Segment Open

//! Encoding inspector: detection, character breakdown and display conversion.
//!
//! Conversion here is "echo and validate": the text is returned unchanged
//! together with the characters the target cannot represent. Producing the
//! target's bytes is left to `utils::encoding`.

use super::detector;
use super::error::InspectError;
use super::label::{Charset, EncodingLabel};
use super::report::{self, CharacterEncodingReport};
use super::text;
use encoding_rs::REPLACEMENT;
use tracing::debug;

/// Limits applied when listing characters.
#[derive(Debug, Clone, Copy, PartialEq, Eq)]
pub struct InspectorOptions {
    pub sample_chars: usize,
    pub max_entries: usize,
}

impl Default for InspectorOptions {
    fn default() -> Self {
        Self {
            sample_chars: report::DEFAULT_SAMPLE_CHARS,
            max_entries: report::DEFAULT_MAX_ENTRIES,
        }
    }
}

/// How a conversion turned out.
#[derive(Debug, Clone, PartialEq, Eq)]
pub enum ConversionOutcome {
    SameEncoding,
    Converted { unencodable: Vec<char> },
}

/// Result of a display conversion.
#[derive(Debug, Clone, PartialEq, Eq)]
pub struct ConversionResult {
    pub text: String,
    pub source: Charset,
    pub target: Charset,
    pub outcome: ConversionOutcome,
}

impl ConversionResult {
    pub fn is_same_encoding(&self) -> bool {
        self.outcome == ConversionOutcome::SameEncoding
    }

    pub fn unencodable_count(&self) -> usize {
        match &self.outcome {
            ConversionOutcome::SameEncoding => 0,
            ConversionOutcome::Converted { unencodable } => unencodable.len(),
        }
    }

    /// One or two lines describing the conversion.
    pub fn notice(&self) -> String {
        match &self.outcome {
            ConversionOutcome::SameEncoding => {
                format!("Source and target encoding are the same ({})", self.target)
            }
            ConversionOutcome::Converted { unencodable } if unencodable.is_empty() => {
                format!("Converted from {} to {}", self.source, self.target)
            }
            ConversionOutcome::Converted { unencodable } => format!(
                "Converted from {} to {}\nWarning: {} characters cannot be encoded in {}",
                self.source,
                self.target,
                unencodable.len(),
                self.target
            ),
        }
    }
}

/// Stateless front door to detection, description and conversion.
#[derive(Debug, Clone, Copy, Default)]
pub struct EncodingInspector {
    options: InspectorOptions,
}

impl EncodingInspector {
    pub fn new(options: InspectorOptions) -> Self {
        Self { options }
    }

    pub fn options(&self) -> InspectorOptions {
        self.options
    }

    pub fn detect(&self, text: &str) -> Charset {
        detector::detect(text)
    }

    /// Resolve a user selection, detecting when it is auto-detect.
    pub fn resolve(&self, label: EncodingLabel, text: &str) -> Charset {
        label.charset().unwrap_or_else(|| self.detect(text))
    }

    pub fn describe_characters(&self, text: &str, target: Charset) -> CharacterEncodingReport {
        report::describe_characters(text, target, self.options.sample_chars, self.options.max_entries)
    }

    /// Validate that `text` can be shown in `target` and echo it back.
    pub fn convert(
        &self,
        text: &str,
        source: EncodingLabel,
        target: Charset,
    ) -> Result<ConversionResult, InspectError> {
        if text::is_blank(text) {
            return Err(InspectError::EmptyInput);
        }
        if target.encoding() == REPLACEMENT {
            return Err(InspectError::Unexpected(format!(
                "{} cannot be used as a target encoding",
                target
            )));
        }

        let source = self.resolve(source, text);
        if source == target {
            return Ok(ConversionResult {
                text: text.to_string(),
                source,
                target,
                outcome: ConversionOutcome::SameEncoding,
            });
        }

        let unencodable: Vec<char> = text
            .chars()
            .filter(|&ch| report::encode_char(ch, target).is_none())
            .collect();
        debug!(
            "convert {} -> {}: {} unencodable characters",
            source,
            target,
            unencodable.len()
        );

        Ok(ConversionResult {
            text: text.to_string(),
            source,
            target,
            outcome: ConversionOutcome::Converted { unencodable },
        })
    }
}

Segment Closed

(Aim of the exercise) Find the lines above that include the string "display" and copy them.

(Response below)
//! Encoding inspector: detection, character breakdown and display conversion.
/// Result of a display conversion.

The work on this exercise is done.